- _What you need to do_
Check each line of the entries below for the word "ErrorBody" and state only how many lines have it.

- _Supplied data_

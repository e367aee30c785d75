use std::time::Duration;

use serde::Deserialize;

pub(crate) fn build_client(
    connect_timeout: Duration,
    request_timeout: Option<Duration>,
) -> Result<reqwest::Client, reqwest::Error> {
    let mut builder = reqwest::Client::builder().connect_timeout(connect_timeout);
    if let Some(timeout) = request_timeout {
        builder = builder.timeout(timeout);
    }
    builder.build()
}

#[derive(Debug, Deserialize)]
struct ErrorBody {
    #[serde(default)]
    error: Option<String>,
    #[serde(default)]
    message: Option<String>,
}

/// Best available explanation for a non-success response: the `error` or
/// `message` field of a JSON body, else the status line.
pub(crate) async fn error_message(response: reqwest::Response) -> String {
    let status = response.status();
    let text = response.text().await.unwrap_or_default();
    serde_json::from_str::<ErrorBody>(&text)
        .ok()
        .and_then(|body| body.error.or(body.message))
        .filter(|message| !message.trim().is_empty())
        .unwrap_or_else(|| status.to_string())
}

pub(crate) fn describe(err: &reqwest::Error) -> String {
    if err.is_timeout() {
        format!("request timed out: {err}")
    } else if err.is_connect() {
        format!("could not connect: {err}")
    } else {
        err.to_string()
    }
}
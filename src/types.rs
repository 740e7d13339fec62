//! Core report types

use crate::currency::Currency;
use chrono::NaiveDate;
use serde::ser::{SerializeMap, Serializer};
use serde::{Deserialize, Serialize};

/// Sell (ask) and buy (bid) price of one currency on one date
#[derive(Debug, Clone, Copy, PartialEq, Serialize, Deserialize)]
pub struct Rate {
    pub sale: f64,
    pub purchase: f64,
}

impl Rate {
    pub fn new(sale: f64, purchase: f64) -> Self {
        Self { sale, purchase }
    }
}

/// Rates collected for one currency by a backward scan from today.
///
/// Entries keep the order in which dates were discovered, so a complete scan
/// is newest first. A date is stored at most once.
#[derive(Debug, Clone, PartialEq)]
pub struct CurrencySeries {
    currency: Currency,
    entries: Vec<(NaiveDate, Rate)>,
}

impl CurrencySeries {
    pub fn new(currency: Currency) -> Self {
        Self {
            currency,
            entries: Vec::new(),
        }
    }

    pub fn currency(&self) -> Currency {
        self.currency
    }

    /// Record a rate; returns false and keeps the existing one if the date is already present
    pub fn insert(&mut self, date: NaiveDate, rate: Rate) -> bool {
        if self.contains(date) {
            return false;
        }
        self.entries.push((date, rate));
        true
    }

    pub fn get(&self, date: NaiveDate) -> Option<&Rate> {
        self.entries
            .iter()
            .find(|(d, _)| *d == date)
            .map(|(_, rate)| rate)
    }

    pub fn contains(&self, date: NaiveDate) -> bool {
        self.get(date).is_some()
    }

    /// Dates in discovery order
    pub fn dates(&self) -> impl Iterator<Item = NaiveDate> + '_ {
        self.entries.iter().map(|(d, _)| *d)
    }

    pub fn len(&self) -> usize {
        self.entries.len()
    }

    pub fn is_empty(&self) -> bool {
        self.entries.is_empty()
    }
}

/// All currencies that have a rate on one date
#[derive(Debug, Clone, PartialEq)]
pub struct DailyReport {
    pub date: NaiveDate,
    /// In the order the service was configured with
    pub rates: Vec<(Currency, Rate)>,
}

impl DailyReport {
    pub fn new(date: NaiveDate) -> Self {
        Self {
            date,
            rates: Vec::new(),
        }
    }

    pub fn get(&self, currency: Currency) -> Option<&Rate> {
        self.rates
            .iter()
            .find(|(c, _)| *c == currency)
            .map(|(_, rate)| rate)
    }

    pub fn currencies(&self) -> impl Iterator<Item = Currency> + '_ {
        self.rates.iter().map(|(c, _)| *c)
    }
}

/// Serialized as `{"YYYY-MM-DD": {"EUR": {...}, "USD": {...}}}`
impl Serialize for DailyReport {
    fn serialize<S: Serializer>(&self, serializer: S) -> std::result::Result<S::Ok, S::Error> {
        struct Rates<'a>(&'a [(Currency, Rate)]);

        impl Serialize for Rates<'_> {
            fn serialize<S: Serializer>(
                &self,
                serializer: S,
            ) -> std::result::Result<S::Ok, S::Error> {
                let mut map = serializer.serialize_map(Some(self.0.len()))?;
                for (currency, rate) in self.0 {
                    map.serialize_entry(currency.as_str(), rate)?;
                }
                map.end()
            }
        }

        let mut map = serializer.serialize_map(Some(1))?;
        map.serialize_entry(&self.date.format("%Y-%m-%d").to_string(), &Rates(&self.rates))?;
        map.end()
    }
}

/// Per-date reports in ascending date order
#[derive(Debug, Clone, Default, PartialEq, Serialize)]
#[serde(transparent)]
pub struct CombinedReport {
    days: Vec<DailyReport>,
}

impl CombinedReport {
    /// Caller guarantees `days` is sorted ascending without duplicate dates
    pub(crate) fn from_sorted(days: Vec<DailyReport>) -> Self {
        Self { days }
    }

    pub fn len(&self) -> usize {
        self.days.len()
    }

    pub fn is_empty(&self) -> bool {
        self.days.is_empty()
    }

    pub fn dates(&self) -> impl Iterator<Item = NaiveDate> + '_ {
        self.days.iter().map(|d| d.date)
    }

    pub fn get(&self, date: NaiveDate) -> Option<&DailyReport> {
        self.days.iter().find(|d| d.date == date)
    }

    pub fn iter(&self) -> std::slice::Iter<'_, DailyReport> {
        self.days.iter()
    }
}

impl<'a> IntoIterator for &'a CombinedReport {
    type Item = &'a DailyReport;
    type IntoIter = std::slice::Iter<'a, DailyReport>;

    fn into_iter(self) -> Self::IntoIter {
        self.iter()
    }
}

#[cfg(test)]
mod tests {
    use super::*;

    fn date(d: u32) -> NaiveDate {
        NaiveDate::from_ymd_opt(2024, 3, d).unwrap()
    }

    #[test]
    fn test_series_rejects_duplicate_dates() {
        let mut series = CurrencySeries::new(Currency::EUR);
        assert!(series.insert(date(5), Rate::new(4.35, 4.26)));
        assert!(!series.insert(date(5), Rate::new(9.0, 9.0)));
        assert_eq!(series.len(), 1);
        assert_eq!(series.get(date(5)), Some(&Rate::new(4.35, 4.26)));
    }

    #[test]
    fn test_series_keeps_discovery_order() {
        let mut series = CurrencySeries::new(Currency::USD);
        series.insert(date(7), Rate::new(4.0, 3.9));
        series.insert(date(4), Rate::new(4.1, 4.0));
        series.insert(date(6), Rate::new(4.2, 4.1));
        let dates: Vec<_> = series.dates().collect();
        assert_eq!(dates, vec![date(7), date(4), date(6)]);
    }

    #[test]
    fn test_report_json_shape() {
        let mut day = DailyReport::new(date(1));
        day.rates.push((Currency::EUR, Rate::new(4.3512, 4.2650)));
        day.rates.push((Currency::USD, Rate::new(4.0103, 3.9309)));
        let report = CombinedReport::from_sorted(vec![day]);

        let value = serde_json::to_value(&report).unwrap();
        assert_eq!(
            value,
            serde_json::json!([
                {
                    "2024-03-01": {
                        "EUR": {"sale": 4.3512, "purchase": 4.2650},
                        "USD": {"sale": 4.0103, "purchase": 3.9309}
                    }
                }
            ])
        );
    }

    #[test]
    fn test_report_json_keeps_configured_currency_order() {
        let mut day = DailyReport::new(date(2));
        day.rates.push((Currency::USD, Rate::new(1.0, 1.0)));
        day.rates.push((Currency::EUR, Rate::new(2.0, 2.0)));
        let json = serde_json::to_string(&CombinedReport::from_sorted(vec![day])).unwrap();
        assert!(json.find("USD").unwrap() < json.find("EUR").unwrap());
    }

    #[test]
    fn test_empty_report_serializes_to_empty_list() {
        let json = serde_json::to_string(&CombinedReport::default()).unwrap();
        assert_eq!(json, "[]");
    }
}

- _Exercise result_
2